Chapter 4
Published online by Cambridge University Press: 16 February 2020
Summary
Our township is built on a hill. Its small homes stand in rows to receive the first rays of the sun and a fair share of the breeze from the Indian Ocean. I rise early to catch the breeze, open the door of the Room-of-my-Birth, walk to the edge of the yard and inspect my home and the uniform homes lined on either sides of the street.
I was delivered in this first room of the two rooms. I was born in the presence of the owner of the house, my grandmother, who blessed me with a name, a name that stands on papers, and faces the readers who do not struggle to figure out who I am. My delivery happened in the care of Mrs Kopo, one of the three nurses of the township. She knew my home because she had once lived there and so I could land in her hands.

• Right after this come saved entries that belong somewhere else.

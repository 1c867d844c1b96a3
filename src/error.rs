use std::fmt;

use thiserror::Error;

use crate::core::CourseId;
use crate::graph::EdgeId;

#[derive(Debug, Error, Clone, PartialEq)]
pub enum GraphError {
    #[error("Course '{0}' is not present in the flow")]
    NodeNotFound(CourseId),

    #[error("Course '{0}' is already present in the flow")]
    DuplicateNode(CourseId),

    #[error("Edge '{edge}' points at course '{missing}' which is not in the flow")]
    DanglingEdge { edge: EdgeId, missing: CourseId },

    #[error("Edge '{edge}' should be named '{expected}' after its endpoints")]
    EdgeIdMismatch { edge: EdgeId, expected: EdgeId },

    #[error("Edge '{0}' appears more than once")]
    DuplicateEdge(EdgeId),
}

#[derive(Debug, Error)]
pub enum CatalogError {
    #[error("Course '{0}' does not exist")]
    NotFound(CourseId),

    #[error("Couldn't parse course data.\n{0}")]
    Parse(#[from] serde_json::Error),

    #[error("Couldn't read course data.\n{0}")]
    Io(#[from] std::io::Error),

    #[error(transparent)]
    Backend(#[from] anyhow::Error),
}

#[derive(Debug, Error)]
pub enum InsertError {
    #[error("Course '{0}' is already present in the flow, it cannot be added")]
    DuplicateCourse(CourseId),

    #[error("Course '{0}' does not exist")]
    UnknownCourse(CourseId),

    #[error("Catalog lookup for '{0}' failed:\n{1}")]
    Catalog(CourseId, CatalogError),

    #[error(transparent)]
    Graph(#[from] GraphError),
}

impl InsertError {
    pub(crate) fn from_catalog(id: &CourseId, err: CatalogError) -> Self {
        match err {
            CatalogError::NotFound(_) => InsertError::UnknownCourse(id.clone()),
            err => InsertError::Catalog(id.clone(), err),
        }
    }
}

#[derive(Debug, Error)]
pub enum HistoryError {
    #[error("Couldn't encode flow snapshot.\n{0}")]
    Encode(#[from] ciborium::ser::Error<std::io::Error>),

    #[error("Couldn't decode flow snapshot.\n{0}")]
    Decode(#[from] ciborium::de::Error<std::io::Error>),

    #[error("Flow snapshot is inconsistent.\n{0}")]
    Graph(#[from] GraphError),
}

#[derive(Debug, Error)]
pub enum PlannerError {
    #[error(transparent)]
    Graph(#[from] GraphError),

    #[error(transparent)]
    History(#[from] HistoryError),
}

/// One or more prerequisites of a course could not be imported. The courses
/// that did import are still in the flow.
#[derive(Debug)]
pub struct PartialSubtreeFailure {
    pub course: CourseId,
    pub inserted: Vec<CourseId>,
    pub failures: Vec<(CourseId, InsertError)>,
}

impl fmt::Display for PartialSubtreeFailure {
    fn fmt(&self, f: &mut fmt::Formatter<'_>) -> fmt::Result {
        write!(
            f,
            "{} prerequisite(s) of '{}' could not be imported:",
            self.failures.len(),
            self.course
        )?;

        for (id, err) in &self.failures {
            write!(f, "\n  {id}: {err}")?;
        }

        Ok(())
    }
}

impl std::error::Error for PartialSubtreeFailure {}
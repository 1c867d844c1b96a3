#![forbid(unsafe_code)]
//! Course flows: graphs of courses whose eligibility follows from the courses
//! marked as taken.
//!
//! A [`FlowGraph`] holds the courses of one plan and the prerequisite edges
//! between them. Every course is either [`Taken`](EligibilityState::Taken),
//! [`CanTake`](EligibilityState::CanTake) or
//! [`CannotTake`](EligibilityState::CannotTake). Only prerequisites that are in
//! the flow count: a course whose prerequisites were never added is takeable.
//!
//! Flows are edited through a [`Planner`], which fetches course data from a
//! [`CourseCatalog`], keeps every state consistent after each mutation and
//! hands the result to a [`Layout`], an [`UndoStack`] and a [`FlowStore`].
//! The [`engine`] module exposes the synchronous building blocks for callers
//! that manage the graph themselves.

mod catalog;
mod core;
mod element;
pub mod engine;
mod error;
mod graph;
mod history;
mod layout;
mod planner;
mod store;
mod utils;

pub use crate::catalog::{CourseCatalog, CourseRecord, StaticCatalog};
pub use crate::core::{CourseId, EligibilityState, Metadata, Position};
pub use crate::element::{EdgeElement, Element, NodeData, NodeElement};
pub use crate::error::*;
pub use crate::graph::{Edge, EdgeId, FlowGraph, Node};
pub use crate::history::{SnapshotHistory, UndoStack};
pub use crate::layout::{LayeredLayout, Layout, LayoutOptions, Orientation};
pub use crate::planner::{Planner, SubtreeImport};
pub use crate::store::{FlowStore, MemoryStore};
#[cfg(feature = "logging")]
pub use crate::utils::init_logging;
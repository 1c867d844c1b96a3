//! Course data lookup.
//!
//! The planner never knows where course data comes from. It asks a
//! [`CourseCatalog`] for a record by course id and treats a
//! [`CatalogError::NotFound`] as "this course does not exist". The lookup is
//! the only asynchronous step of a mutation.

use std::collections::HashMap;
use std::future::Future;
use std::io::Read;

use serde::{Deserialize, Serialize};

use crate::core::{CourseId, Metadata};
use crate::error::CatalogError;

/// A course as stored in the course database.
///
/// Deserializes from documents shaped like
/// `{"courseNumber": "CS201", "prerequisites": ["CS101"], "info": {...}}`.
#[derive(Debug, Clone, PartialEq, Serialize, Deserialize)]
pub struct CourseRecord {
    #[serde(rename = "courseNumber")]
    pub id: CourseId,
    #[serde(default)]
    pub prerequisites: Vec<CourseId>,
    /// Display label, the course number when absent.
    #[serde(default, skip_serializing_if = "Option::is_none")]
    pub label: Option<String>,
    #[serde(default)]
    pub info: Metadata,
}

impl CourseRecord {
    pub fn new(id: impl Into<CourseId>) -> Self {
        Self {
            id: id.into(),
            prerequisites: Vec::new(),
            label: None,
            info: Metadata::new(),
        }
    }

    pub fn with_prerequisites<I, T>(mut self, prerequisites: I) -> Self
    where
        I: IntoIterator<Item = T>,
        T: Into<CourseId>,
    {
        self.prerequisites = prerequisites.into_iter().map(Into::into).collect();
        self
    }

    pub fn with_label(mut self, label: impl Into<String>) -> Self {
        self.label = Some(label.into());
        self
    }

    pub fn with_info(mut self, key: impl Into<String>, value: impl Into<serde_json::Value>) -> Self {
        self.info.insert(key.into(), value.into());
        self
    }

    pub fn label(&self) -> &str {
        self.label.as_deref().unwrap_or(self.id.as_str())
    }
}

/// Source of course records.
pub trait CourseCatalog {
    /// Looks up a course. Must fail with [`CatalogError::NotFound`] when the id
    /// does not name a course.
    fn fetch_course(
        &self,
        id: &CourseId,
    ) -> impl Future<Output = Result<CourseRecord, CatalogError>>;
}

impl<T> CourseCatalog for &T
where
    T: CourseCatalog + ?Sized,
{
    fn fetch_course(
        &self,
        id: &CourseId,
    ) -> impl Future<Output = Result<CourseRecord, CatalogError>> {
        (**self).fetch_course(id)
    }
}

/// A catalog held entirely in memory.
#[derive(Debug, Clone, Default)]
pub struct StaticCatalog {
    courses: HashMap<CourseId, CourseRecord>,
}

impl StaticCatalog {
    pub fn new() -> Self {
        Self::default()
    }

    /// Parses a JSON array of course documents.
    pub fn from_json(json: &str) -> Result<Self, CatalogError> {
        let records: Vec<CourseRecord> = serde_json::from_str(json)?;
        Ok(records.into_iter().collect())
    }

    pub fn from_reader(mut reader: impl Read) -> Result<Self, CatalogError> {
        let mut buffer = String::new();
        reader.read_to_string(&mut buffer)?;
        Self::from_json(&buffer)
    }

    pub fn with(mut self, record: CourseRecord) -> Self {
        self.insert(record);
        self
    }

    /// Adds a course, returning the record it replaced.
    pub fn insert(&mut self, record: CourseRecord) -> Option<CourseRecord> {
        self.courses.insert(record.id.clone(), record)
    }

    pub fn get(&self, id: &str) -> Option<&CourseRecord> {
        self.courses.get(id)
    }

    pub fn len(&self) -> usize {
        self.courses.len()
    }

    pub fn is_empty(&self) -> bool {
        self.courses.is_empty()
    }
}

impl FromIterator<CourseRecord> for StaticCatalog {
    fn from_iter<I: IntoIterator<Item = CourseRecord>>(iter: I) -> Self {
        let mut catalog = StaticCatalog::new();
        for record in iter {
            catalog.insert(record);
        }
        catalog
    }
}

impl CourseCatalog for StaticCatalog {
    fn fetch_course(
        &self,
        id: &CourseId,
    ) -> impl Future<Output = Result<CourseRecord, CatalogError>> {
        let result = self
            .courses
            .get(id)
            .cloned()
            .ok_or_else(|| CatalogError::NotFound(id.clone()));

        std::future::ready(result)
    }
}

#[cfg(test)]
mod tests {
    use super::*;

    const COURSES: &str = r#"[
        {"courseNumber": "CS101", "prerequisites": [], "info": {"description": "Intro", "units": 4}},
        {"courseNumber": "CS201", "prerequisites": ["CS101"], "info": {"description": "Data structures"}},
        {"courseNumber": "CS301"}
    ]"#;

    #[test]
    fn test_from_json() {
        let catalog = StaticCatalog::from_json(COURSES).unwrap();
        assert_eq!(catalog.len(), 3);

        let cs201 = catalog.get("CS201").unwrap();
        assert_eq!(cs201.prerequisites, vec![CourseId::from("CS101")]);
        assert_eq!(cs201.label(), "CS201");
        assert_eq!(cs201.info["description"], "Data structures");

        let cs301 = catalog.get("CS301").unwrap();
        assert!(cs301.prerequisites.is_empty());
        assert!(cs301.info.is_empty());
    }

    #[test]
    fn test_from_json_malformed() {
        let err = StaticCatalog::from_json(r#"[{"prerequisites": []}]"#).unwrap_err();
        assert!(matches!(err, CatalogError::Parse(_)));
    }

    #[test]
    fn test_from_reader() {
        let catalog = StaticCatalog::from_reader(COURSES.as_bytes()).unwrap();
        assert!(catalog.get("CS101").is_some());
    }

    #[test]
    fn test_label_override() {
        let record = CourseRecord::new("CS101").with_label("Intro to CS");
        assert_eq!(record.label(), "Intro to CS");
    }

    #[tokio::test]
    async fn test_fetch() {
        let catalog = StaticCatalog::new()
            .with(CourseRecord::new("CS201").with_prerequisites(["CS101"]));

        let record = catalog.fetch_course(&"CS201".into()).await.unwrap();
        assert_eq!(record.id, "CS201");

        let err = catalog.fetch_course(&"CS999".into()).await.unwrap_err();
        assert!(matches!(err, CatalogError::NotFound(id) if id == "CS999"));
    }
}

I was pushed through the birth passage of a young woman whose face was pained and who was sweating. My hands were clenched in fists, refusing to reveal the prize.
Before me, fate had had a different texture for my grandmother. Her first child, my mother, was born in a missionary hospital on white linen, under the care of respected nurses. The child landed in the hands of a white doctor. It was a special birth, the first in my grandmother's life and the only one in such conditions. All children thereafter, including me, her first grandchild, were born on the hard concrete of municipal homes.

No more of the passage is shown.